"Aujourd'hui, je me sens qatari, aujourd'hui je me sens arabe, aujourd'hui je me sens africain, aujourd'hui je me sens gay, aujourd'hui je me sens handicapé, aujourd'hui je me sens travailleur migrant."
C'est par ces mots que Gianni Infantino, président de la FIFA, a introduit sa conférence de presse inaugurale, à un peu plus de 24 heures de Qatar-Equateur, premier match de cette Coupe du monde 2022.
"Je sais ce que ça fait d'être discriminé... J'ai été victime d'intimidation parce que j'avais les cheveux roux", a-t-il poursuivi.
Plus largement, le patron de la FIFA s'en est pris aux critiques qui visent le petit pays du Golfe, pointé du doigt pour de nombreuses raisons dans l'organisation de ce tournoi.
"On ne demande à personne de se taire, tout le monde peut dire ce qu'il veut, ce qu'il pense. Mais c'est vrai que le message principal est de se concentrer sur le football. Ce n'est pas correct d'utiliser le football pour d'autres choses", a-t-il argumenté.

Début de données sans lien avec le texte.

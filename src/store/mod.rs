pub mod db;

pub use db::{FindingRecord, ScanDb, StoredFinding, SubdomainRecord};
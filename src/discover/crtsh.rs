use anyhow::{bail, Result};
use reqwest::Client;
use serde::Deserialize;

use crate::discover::NameSource;
use crate::http_client::create_lookup_client;

/// Queries the public crt.sh JSON interface for certificate records issued
/// under a domain.
pub struct CrtShClient {
    client: Client,
}

#[derive(Debug, Deserialize)]
struct CrtShEntry {
    common_name: Option<String>,
    name_value: Option<String>,
}

impl CrtShClient {
    pub fn new(timeout_secs: u64) -> Self {
        Self {
            client: create_lookup_client(timeout_secs),
        }
    }
}

#[async_trait::async_trait]
impl NameSource for CrtShClient {
    async fn fetch_names(&self, root_domain: &str) -> Result<Vec<String>> {
        let q = format!("%.{}", root_domain);
        let url = format!("https://crt.sh/?q={}&output=json", urlencoding::encode(&q));
        tracing::debug!(%url, "querying crt.sh");

        let resp = self.client.get(&url).send().await?;
        if !resp.status().is_success() {
            bail!("crt.sh returned status {}", resp.status());
        }

        let txt = resp.text().await?;
        // crt.sh sometimes returns an HTML error page instead of JSON; the
        // parse error surfaces here and the pipeline degrades to zero names.
        let entries: Vec<CrtShEntry> = serde_json::from_str(&txt)?;

        let names = extract_names(&entries);
        tracing::info!(entries = entries.len(), names = names.len(), "crt.sh query complete");
        Ok(names)
    }
}

/// Pull every hostname out of the returned records. `name_value` can encode
/// multiple names separated by newlines.
fn extract_names(entries: &[CrtShEntry]) -> Vec<String> {
    let mut out = Vec::new();
    for entry in entries {
        if let Some(cn) = &entry.common_name {
            push_names(&mut out, cn);
        }
        if let Some(nv) = &entry.name_value {
            push_names(&mut out, nv);
        }
    }
    out
}

fn push_names(out: &mut Vec<String>, field: &str) {
    for name in field.split('\n') {
        let name = name.trim();
        if !name.is_empty() {
            out.push(name.to_string());
        }
    }
}

#[cfg(test)]
mod tests {
    use super::*;

    #[test]
    fn extracts_newline_delimited_names() {
        let json = r#"[
            {"common_name": "www.example.com", "name_value": "www.example.com\napi.example.com"},
            {"common_name": null, "name_value": "*.example.com\n\n  mail.example.com  "}
        ]"#;
        let entries: Vec<CrtShEntry> = serde_json::from_str(json).unwrap();
        let names = extract_names(&entries);
        assert_eq!(
            names,
            vec![
                "www.example.com",
                "www.example.com",
                "api.example.com",
                "*.example.com",
                "mail.example.com",
            ]
        );
    }

    #[test]
    fn tolerates_missing_fields() {
        let json = r#"[{"common_name": null, "name_value": null}]"#;
        let entries: Vec<CrtShEntry> = serde_json::from_str(json).unwrap();
        assert!(extract_names(&entries).is_empty());
    }
}
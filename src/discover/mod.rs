pub mod crtsh;

pub use crtsh::CrtShClient;

/// A source of raw candidate hostnames for a root domain. The pipeline only
/// depends on this trait, so tests can swap in a canned source.
#[async_trait::async_trait]
pub trait NameSource: Send + Sync {
    async fn fetch_names(&self, root_domain: &str) -> anyhow::Result<Vec<String>>;
}
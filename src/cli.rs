use clap::Parser;

#[derive(clap::Parser, Debug)]
#[command(author, version, about, long_about = None)]
pub struct Cli {
    #[command(subcommand)]
    pub command: Commands,

    /// Enable detailed debug logging (global)
    #[arg(long, default_value_t = false)]
    pub debug: bool,

    /// Enable verbose logging (global)
    #[arg(long, default_value_t = false)]
    pub verbose: bool,
}

#[derive(clap::Subcommand, Debug)]
pub enum Commands {
    /// Run a passive CT-log scan against a root domain
    Scan {
        /// Root domain to scan (e.g. example.com)
        domain: String,

        /// SQLite database path for change tracking
        #[arg(long, default_value = "ct_hunter.db")]
        db: String,

        /// Write a CSV report of the findings to this path
        #[arg(short = 'o', long)]
        out: Option<String>,

        /// Concurrent enrichment workers
        #[arg(long, default_value_t = 8_usize)]
        concurrency: usize,

        /// Per-attempt HTTP metadata timeout in seconds
        #[arg(long, default_value_t = 5_u64)]
        timeout: u64,

        /// Process at most N subdomains this scan
        #[arg(long)]
        limit: Option<usize>,

        /// Require a dot-boundary suffix match against the root domain
        /// (excludes e.g. notexample.com for root example.com)
        #[arg(long, default_value_t = false)]
        dot_boundary: bool,
    },

    /// Show every subdomain ever recorded for a root domain
    History {
        /// Root domain (e.g. example.com)
        domain: String,

        /// SQLite database path for change tracking
        #[arg(long, default_value = "ct_hunter.db")]
        db: String,
    },
}

pub fn parse_cli() -> Cli {
    Cli::parse()
}
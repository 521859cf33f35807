use std::collections::BTreeSet;

/// Canonicalize raw CT names into a sorted, deduplicated list scoped to the
/// root domain: lowercase, trimmed, wildcard prefix stripped, out-of-scope
/// names and the root itself dropped. Sorted output keeps novelty detection
/// and reports stable across runs.
///
/// `dot_boundary` controls the suffix check: false reproduces the permissive
/// plain-suffix match (notexample.com matches root example.com), true
/// requires a ".{root}" boundary.
pub fn normalize_subdomains(raw: &[String], root_domain: &str, dot_boundary: bool) -> Vec<String> {
    let root = root_domain.trim().to_lowercase();
    let mut normalized = BTreeSet::new();

    for name in raw {
        let mut s = name.trim().to_lowercase();
        if s.is_empty() {
            continue;
        }
        if let Some(stripped) = s.strip_prefix("*.") {
            s = stripped.to_string();
        }
        if s == root || !s.ends_with(&root) {
            continue;
        }
        if dot_boundary && s.as_bytes()[s.len() - root.len() - 1] != b'.' {
            continue;
        }
        normalized.insert(s);
    }

    normalized.into_iter().collect()
}
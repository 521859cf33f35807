use std::collections::HashMap;

use once_cell::sync::Lazy;
use reqwest::Client;
use scraper::{Html, Selector};
use serde::{Deserialize, Serialize};

/// Characters of response body kept for classification.
pub const BODY_SNIPPET_CHARS: usize = 500;

static TITLE_SELECTOR: Lazy<Selector> =
    Lazy::new(|| Selector::parse("title").expect("valid selector"));

/// Web metadata for one subdomain. When both schemes fail, `url` records the
/// first attempted URL and everything else stays absent/empty.
#[derive(Debug, Clone, Default, Serialize, Deserialize)]
pub struct HttpMetadata {
    pub url: String,
    pub status_code: Option<u16>,
    pub headers: HashMap<String, String>,
    pub title: String,
    pub body_snippet: String,
}

impl HttpMetadata {
    pub fn unreachable(attempted_url: String) -> Self {
        Self {
            url: attempted_url,
            ..Default::default()
        }
    }
}

/// Fetch basic HTTP metadata, trying HTTPS first and falling back to HTTP.
/// Never fails: an unreachable host yields an empty record.
pub async fn fetch_http_metadata(client: &Client, subdomain: &str) -> HttpMetadata {
    let candidates = [format!("https://{subdomain}"), format!("http://{subdomain}")];

    for url in &candidates {
        match client.get(url).send().await {
            Ok(resp) => {
                let final_url = resp.url().to_string();
                let status = resp.status().as_u16();
                let headers = resp
                    .headers()
                    .iter()
                    .filter_map(|(k, v)| v.to_str().ok().map(|v| (k.to_string(), v.to_string())))
                    .collect();
                let body = resp.text().await.unwrap_or_default();
                return HttpMetadata {
                    url: final_url,
                    status_code: Some(status),
                    headers,
                    title: extract_title(&body),
                    body_snippet: body.chars().take(BODY_SNIPPET_CHARS).collect(),
                };
            }
            Err(e) => {
                tracing::debug!(%url, error = %e, "metadata fetch attempt failed");
            }
        }
    }

    HttpMetadata::unreachable(candidates[0].clone())
}

/// Text of the first `<title>` element, if any. The HTML parser handles
/// case-insensitive tag matching.
fn extract_title(body: &str) -> String {
    let doc = Html::parse_document(body);
    doc.select(&TITLE_SELECTOR)
        .next()
        .map(|el| el.text().collect::<String>().trim().to_string())
        .unwrap_or_default()
}
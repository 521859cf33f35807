use std::path::PathBuf;

use serde::Deserialize;

use crate::analyze::risk_classifier::RiskRuleset;

/// Tunables for one scan run. Everything has a sane default so callers can
/// override just the knobs they care about.
#[derive(Debug, Clone, Deserialize)]
#[serde(default)]
pub struct ScanConfig {
    /// Concurrent enrichment workers.
    pub concurrency: usize,
    /// Per-attempt timeout for HTTP metadata fetches.
    pub http_timeout_secs: u64,
    /// Timeout for the CT log query; crt.sh can be slow.
    pub ct_timeout_secs: u64,
    /// DNS resolution timeout.
    pub dns_timeout_secs: u64,
    /// Cap on subdomains processed per scan, None = unlimited.
    pub max_subdomains: Option<usize>,
    /// When true, a name must end with ".{root}" to count as in scope;
    /// when false, a plain suffix match is enough (so notexample.com
    /// matches root example.com).
    pub dot_boundary: bool,
    /// SQLite database path for change tracking.
    pub db_path: PathBuf,
    /// Keyword table and thresholds for risk classification.
    pub ruleset: RiskRuleset,
}

impl Default for ScanConfig {
    fn default() -> Self {
        Self {
            concurrency: 8,
            http_timeout_secs: 5,
            ct_timeout_secs: 30,
            dns_timeout_secs: 5,
            max_subdomains: None,
            dot_boundary: false,
            db_path: PathBuf::from("ct_hunter.db"),
            ruleset: RiskRuleset::default(),
        }
    }
}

"Je pense que les changements qui arrivent au Qatar ne se seraient pas passés aussi rapidement sans l'implication de la FIFA. On ne peut pas prendre position, on doit mettre en avant les droits humains qui sont des causes qui permettent aux gens de se réunir."
Et Infantino de poursuivre, à propos des jugements portés par les Occidentaux, selon lui : "Ce qu'il se passe en ce moment est profondément, profondément injuste. Les critiques sur le Mondial sont hypocrites.
"Pour ce que nous, les Européens, avons fait au cours des 3000 dernières années, nous devrions nous excuser pour les 3000 prochaines années avant de donner des leçons de morale aux autres. Ces leçons de morale sont justes de l'hypocrisie."